FIG. 1 shows a first embodiment of the present invention and is a schematic diagram showing a molding machine. FIG. 2 is a front view showing the magnetic clamp device attached to the molding machine. FIG. 3 is a view taken along line AA in FIG. 2, showing a demagnetization state of the magnetic clamping device. FIG. 4 is a cross-sectional view showing the magnetization state of the magnetic clamping device, similar to FIG. FIG. 5 shows a second embodiment of the invention and is a front view similar to FIG.

A first embodiment of the present invention will be described with reference to FIGS. 1 to 4. FIG.
A molding machine 1 shown in FIG. 1 includes a stationary platen 2 and a support wall 3 . Four guide rods 4 are provided in parallel across the fixed platen 2 and the support wall 3 , and a movable platen 5 is provided on the guide rods 4 so as to be movable along the guide rods 4 . Magnetic clamp devices 6 are attached to the side walls of the stationary platen 2 and the side walls of the movable platen 5, respectively. The mold (object to be magnetically attracted) 7 is magnetically attracted by the magnetic force of the magnetic clamp device 6 . The magnetic clamp device 6 is constructed as follows, as shown in FIGS.

The magnetic clamping device 6 has a magnetic plate 8, which is made of a ferromagnetic member, for example, an iron member. An attraction surface 9 is provided on the magnetic plate 8 , and the mold 7 is magnetically attracted to the attraction surface 9 . A plurality of circular mounting holes 10 are formed in the attracting surface 9 of the magnetic plate 8 . One magnetic unit 11 is provided in one mounting hole 10 . The magnetic unit 11 is constructed as follows, as shown in FIGS.

A ring-shaped bobbin 13 around which a magnetic pole reversing coil 12 is wound a plurality of times is inserted into the mounting hole 10 . A reversible magnet 14 is inserted into the inner peripheral hole of the bobbin 13 and is in contact with the bottom wall 10 a of the mounting hole 10 . The reversible magnet 14 is constituted by an alnico magnet, for example. A magnetic pole member 15 composed of a ferromagnetic member similar to the magnetic plate 8 is inserted on the right side (attraction surface 9 ) of the reversible magnet 14 so as to contact the reversible magnet 14 . A ring-shaped non-magnetic member 16 is attached to the end of the outer peripheral wall of the magnetic pole member 15 on the attracting surface side.

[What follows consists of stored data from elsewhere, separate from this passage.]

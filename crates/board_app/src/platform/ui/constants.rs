pub const CHECKBOX_ON: &str = "[x]";
pub const CHECKBOX_OFF: &str = "[ ]";
pub const REMOVE_ICON: &str = "\u{2715}";
pub const COLUMN_WIDTH: usize = 24;
pub const COLUMN_GAP: &str = " | ";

The non-magnetic member 16 is made of brass or stainless steel, for example. An O-ring 17 as a sealing member is mounted in a housing groove formed in the outer peripheral wall of the non-magnetic member 16 in the circumferential direction. A permanent magnet 19 such as a neodymium magnet is mounted in an annular space 18 defined by the non-magnetic member 16, the outer wall of the magnetic pole member 15, the bobbin 13, the inner wall of the mounting hole 10, and the like.

In the present embodiment, as shown in FIGS. 3 and 4, in one magnetic unit (hereinafter referred to as first magnetic unit 11a) of the plurality of magnetic units 11, a reversible magnet (hereinafter referred to as a first alnico 14a) is magnetized so that one end on the right side (the side close to the attracting surface 9) is the S pole. Also, the other end, which is the end opposite to the one end, is magnetized so as to be the N pole.

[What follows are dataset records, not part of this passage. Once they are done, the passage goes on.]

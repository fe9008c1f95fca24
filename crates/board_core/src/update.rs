use board_logging::{board_debug, board_info, board_warn};

use crate::{BoardState, Effect, Msg, Removal, TransferError};

/// Pure update function: applies a message to state and returns any effects.
///
/// Rejected operations are logged and leave the board as it was; the caller
/// always gets a usable state back.
pub fn update(mut state: BoardState, msg: Msg) -> (BoardState, Vec<Effect>) {
    let effects = match msg {
        Msg::ToggleSelection(item_id) => {
            if let Err(err) = state.toggle_selection(item_id) {
                board_warn!("Ignoring selection toggle: {}", err);
            }
            Vec::new()
        }
        Msg::DeselectItem(item_id) => {
            if let Err(err) = state.deselect(item_id) {
                board_warn!("Ignoring deselect: {}", err);
            }
            Vec::new()
        }
        Msg::DragStarted { source } => {
            let count = match state
                .collection()
                .drag_start_count(source, state.selection())
            {
                Ok(count) => count,
                Err(err) => {
                    board_warn!("Drag start ignored: {}", err);
                    0
                }
            };
            state.set_moving_count(count);
            Vec::new()
        }
        Msg::DragEnded {
            source,
            destination,
        } => {
            state.set_moving_count(0);
            match destination {
                None => {
                    board_debug!("Drop outside any list; clearing selection");
                    state.clear_selection();
                }
                Some(destination) => {
                    match state
                        .collection()
                        .move_items(source, destination, state.selection())
                    {
                        Ok(next) => {
                            board_debug!(
                                "Moved from {} [{}] to {} [{}]",
                                source.list,
                                source.index,
                                destination.list,
                                destination.index
                            );
                            state.replace_collection(next);
                            state.clear_selection();
                        }
                        Err(TransferError::UnknownList(list)) if list == destination.list => {
                            board_warn!("Drop on missing {}; clearing selection", list);
                            state.clear_selection();
                        }
                        Err(err) => board_warn!("Move aborted: {}", err),
                    }
                }
            }
            Vec::new()
        }
        Msg::RemoveOrReturn { item_id, list } => {
            match state.collection().remove_or_return(item_id, list) {
                Ok((next, removal)) => {
                    state.replace_collection(next);
                    state.forget_selected(item_id);
                    match removal {
                        Removal::Deleted(item) => {
                            board_info!("Deleted item {} ({})", item.id, item.label);
                            vec![Effect::ItemDeleted { item_id: item.id }]
                        }
                        Removal::Returned(item) => {
                            board_debug!("Returned item {} from {}", item.id, list);
                            Vec::new()
                        }
                        Removal::Absent => Vec::new(),
                    }
                }
                Err(err) => {
                    board_warn!("Remove ignored: {}", err);
                    Vec::new()
                }
            }
        }
        Msg::AddList => {
            match state.collection().add_list() {
                Ok((next, id)) => {
                    state.replace_collection(next);
                    board_info!("Added destination list {}", id);
                }
                Err(err) => board_warn!("Add list ignored: {}", err),
            }
            Vec::new()
        }
        Msg::RemoveList(id) => match state.collection().remove_list(id) {
            Ok((next, returned)) => {
                state.replace_collection(next);
                board_info!("Removed destination list {} ({} items returned)", id, returned);
                vec![Effect::ListRemoved { list: id, returned }]
            }
            Err(err) => {
                board_warn!("Remove list ignored: {}", err);
                Vec::new()
            }
        },
        Msg::RenameList { list, name } => {
            match state.collection().rename_list(list, &name) {
                Ok(next) => state.replace_collection(next),
                Err(err) => board_warn!("Rename ignored: {}", err),
            }
            Vec::new()
        }
        Msg::NoOp => Vec::new(),
    };

    (state, effects)
}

Another magnetic unit (hereinafter referred to as the second magnetic unit 11b) adjacent to the above-mentioned first magnetic unit 11a is constructed in the same manner as the first magnetic unit 11a, but with a reversible magnet (hereinafter referred to as the second magnetic unit). The second alnico magnet 14b differs from the first magnetic unit 14a in that the second alnico magnet 14b is magnetized so that one end on the right side (the side near the attracting surface 9) of the alnico magnet 14b becomes the N pole. The other end of the second alnico magnet 14b is magnetized to have the S pole. The coil (second coil) 12b of the second magnetic unit 11b is wound around the second bobbin 13b in the opposite direction to the coil (first coil) 12a of the first magnetic unit 11a. The second coil 12b and the first coil 12a are connected in series. The magnetic poles of the first alnico magnet 14a and the second alnico magnet 14b are switched at once by passing a predetermined amount of current through the coils 12a and 12b in one direction for a predetermined period of time.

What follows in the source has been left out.